Every genre has its own language, conventions, and unspoken rules. You can break those rules once you know them, but you need to know them first.
Spend time looking at best-selling books in the area you think you belong. Read the blurbs. Look at the covers. Notice the language. The promises. The tone. Then ask yourself what kind of reader experience you want to create. I’ve been doing this systematically, by reading through ten books in each subgenre I’m considering and taking notes on pacing, heat levels, emotional beats, and how the author delivers on genre expectations.
It’s time-consuming. But it’s also clarifying.
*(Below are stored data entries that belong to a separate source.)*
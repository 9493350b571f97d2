// SPDX-License-Identifier: Apache-2.0 OR MIT
//! Logger configuration: defaults, JSON5 parsing, validation.
//!
//! Every option has a default, so `LoggerConfig::default()` gives a working
//! stdout-only logger. Config files use JSON5 (comments and trailing commas
//! allowed) with the same field names.

use serde::{Deserialize, Serialize};
use std::path::{Path, PathBuf};
use thiserror::Error;

use crate::entry::Level;

/// Largest accepted queue capacity exponent (2^20 slots).
pub const MAX_QUEUE_CAPACITY_POW2: u32 = 20;

/// Hard upper bound on records per flush batch.
pub const MAX_BATCH_SIZE: usize = 4096;

#[derive(Debug, Clone, Serialize, Deserialize, PartialEq)]
pub struct LoggerConfig {
    /// Per-level destinations; an absent path means stdout.
    #[serde(default)]
    pub trace_path: Option<PathBuf>,
    #[serde(default)]
    pub debug_path: Option<PathBuf>,
    #[serde(default)]
    pub info_path: Option<PathBuf>,
    #[serde(default)]
    pub warn_path: Option<PathBuf>,
    #[serde(default)]
    pub error_path: Option<PathBuf>,
    /// Defaults to `error_path` when absent.
    #[serde(default)]
    pub critical_path: Option<PathBuf>,
    /// Defaults to `error_path` when absent.
    #[serde(default)]
    pub fatal_path: Option<PathBuf>,

    /// Sleep between flush batches, in nanoseconds.
    #[serde(default = "default_flush_interval_ns")]
    pub flush_interval_ns: u64,

    /// MPMC ring capacity as a power-of-two exponent (14 gives 16384 slots).
    #[serde(default = "default_queue_capacity_pow2")]
    pub queue_capacity_pow2: u32,

    /// Records per flush batch; clamped to `[1, MAX_BATCH_SIZE]`.
    #[serde(default = "default_batch_size")]
    pub batch_size: usize,

    /// Emit ANSI color sequences on sinks that are terminals.
    #[serde(default = "default_true")]
    pub enable_color_stdout: bool,

    /// Rotate a file sink above this many bytes; 0 disables rotation.
    #[serde(default)]
    pub max_file_size_bytes: u64,

    /// Rotated backups kept as `path.1` .. `path.{max_files - 1}`.
    #[serde(default = "default_max_files")]
    pub max_files: u32,

    /// Emit JSON lines instead of the bracketed text format.
    #[serde(default)]
    pub json_mode: bool,

    /// Count queue refusals and fallback spills for `stats()`.
    #[serde(default)]
    pub track_metrics: bool,
}

fn default_flush_interval_ns() -> u64 {
    2_000_000
}

fn default_queue_capacity_pow2() -> u32 {
    14
}

fn default_batch_size() -> usize {
    512
}

fn default_max_files() -> u32 {
    3
}

fn default_true() -> bool {
    true
}

impl Default for LoggerConfig {
    fn default() -> Self {
        Self {
            trace_path: None,
            debug_path: None,
            info_path: None,
            warn_path: None,
            error_path: None,
            critical_path: None,
            fatal_path: None,
            flush_interval_ns: default_flush_interval_ns(),
            queue_capacity_pow2: default_queue_capacity_pow2(),
            batch_size: default_batch_size(),
            enable_color_stdout: true,
            max_file_size_bytes: 0,
            max_files: default_max_files(),
            json_mode: false,
            track_metrics: false,
        }
    }
}

#[derive(Debug, Error)]
pub enum ConfigError {
    #[error("failed to read config file '{0}': {1}")]
    Io(PathBuf, String),
    #[error("failed to parse config: {0}")]
    Parse(String),
    #[error("queue capacity exponent {0} exceeds the maximum of {MAX_QUEUE_CAPACITY_POW2}")]
    QueueCapacityTooLarge(u32),
}

impl LoggerConfig {
    /// Load configuration from a JSON5 file.
    pub fn load_from_file(path: &Path) -> Result<Self, ConfigError> {
        let content = std::fs::read_to_string(path)
            .map_err(|e| ConfigError::Io(path.to_path_buf(), e.to_string()))?;
        Self::parse(&content)
    }

    /// Parse configuration from a JSON5 string.
    pub fn parse(content: &str) -> Result<Self, ConfigError> {
        json5::from_str(content).map_err(|e| ConfigError::Parse(e.to_string()))
    }

    pub fn validate(&self) -> Result<(), ConfigError> {
        if self.queue_capacity_pow2 > MAX_QUEUE_CAPACITY_POW2 {
            return Err(ConfigError::QueueCapacityTooLarge(self.queue_capacity_pow2));
        }
        Ok(())
    }

    pub(crate) fn clamped_batch_size(&self) -> usize {
        self.batch_size.clamp(1, MAX_BATCH_SIZE)
    }

    /// Destination for a level; critical and fatal fall back to the error
    /// path when their own is unset.
    pub(crate) fn sink_path(&self, level: Level) -> Option<&Path> {
        let path = match level {
            Level::Trace => &self.trace_path,
            Level::Debug => &self.debug_path,
            Level::Info => &self.info_path,
            Level::Warn => &self.warn_path,
            Level::Error => &self.error_path,
            Level::Critical => match &self.critical_path {
                Some(p) => return Some(p),
                None => &self.error_path,
            },
            Level::Fatal => match &self.fatal_path {
                Some(p) => return Some(p),
                None => &self.error_path,
            },
        };
        path.as_deref()
    }
}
The more I read, the clearer my own lane becomes.
When Your Book Straddles Genres
If your book straddles genres, that’s normal. Most do. But eventually, you’ll need to decide where it lives. Books have to sit somewhere, even in digital shops.
A helpful question is this: If a reader loved my book, what would they buy next?
That answer often tells you more than any category list.
For example, if your book has romance and suspense, ask yourself which element is primary. Is the romance the main course and the suspense the added spice? Or is the suspense driving the plot while romance develops alongside it? Your answer determines your primary category.
Readers are surprisingly forgiving when a book delivers more than expected. They’re far less forgiving when it delivers less. A romance reader who picks up your romantic suspense expecting kissing scenes on every page will be disappointed if you deliver a thriller with a side of feelings.
Know your primary promise. Then overdeliver.
Genre Will Evolve With You
Your understanding of genre will evolve. Mine always does. That’s not failure. That’s growth.
When I started writing cozy mysteries, I didn’t understand the importance of community settings or the expectation of an amateur sleuth. I learned by reading widely, listening to readers, and occasionally getting it wrong.
This time around, I’m starting with more knowledge but equal humility. Romance readers know what they want. My job is to deliver it in a way that feels fresh but familiar. Surprising but satisfying.
At this stage, your goal isn’t to squeeze your creativity into a box. Your goal is to find the readers who will love what you’re already creating, so you can build an even stronger relationship with them down the road.
Reflection Exercise
Like we’ve done before in this series, take a moment to consider your own stories and answer the following questions.
- What genres do I naturally gravitate toward as a reader?
- What emotional experience do I want my book to deliver?
- If someone loved my story, what might they read next?
- Where might my book sit comfortably, even if it borrows from elsewhere?
And don’t be surprised if the result of your musings surprises you. When I had my first book idea for my first series, nearly a decade ago, I didn’t even know that cozy mystery was a thing. But the more I researched into genre and sub-categories, I realized that was what I was writing. Even then, I found that when I published, even though I ensured the series hit all the cozy mystery tropes, it most successfully aligned to Christian suspense fiction—an Amazon sub-category I hadn’t heard about before, but it gained me my first No 1 Best Seller orange ribbon.
Reality Check-In
This month for me has been all about reading. I’ve devoured ten contemporary romances, five small-town romances, and three romantic comedies. My Kindle is groaning. My notebook is full of observations about pacing, banter styles, and how different authors handle the meet-cute.
I’ve narrowed my options down to two subgenres that feel right for the stories I want to tell. I haven’t committed yet, but I’m closer. Next month, I’ll be making some harder decisions about tropes, heat levels, and series structure. For now, I’m trusting the research process and enjoying the reading. Sometimes the best work happens when you’re not forcing it.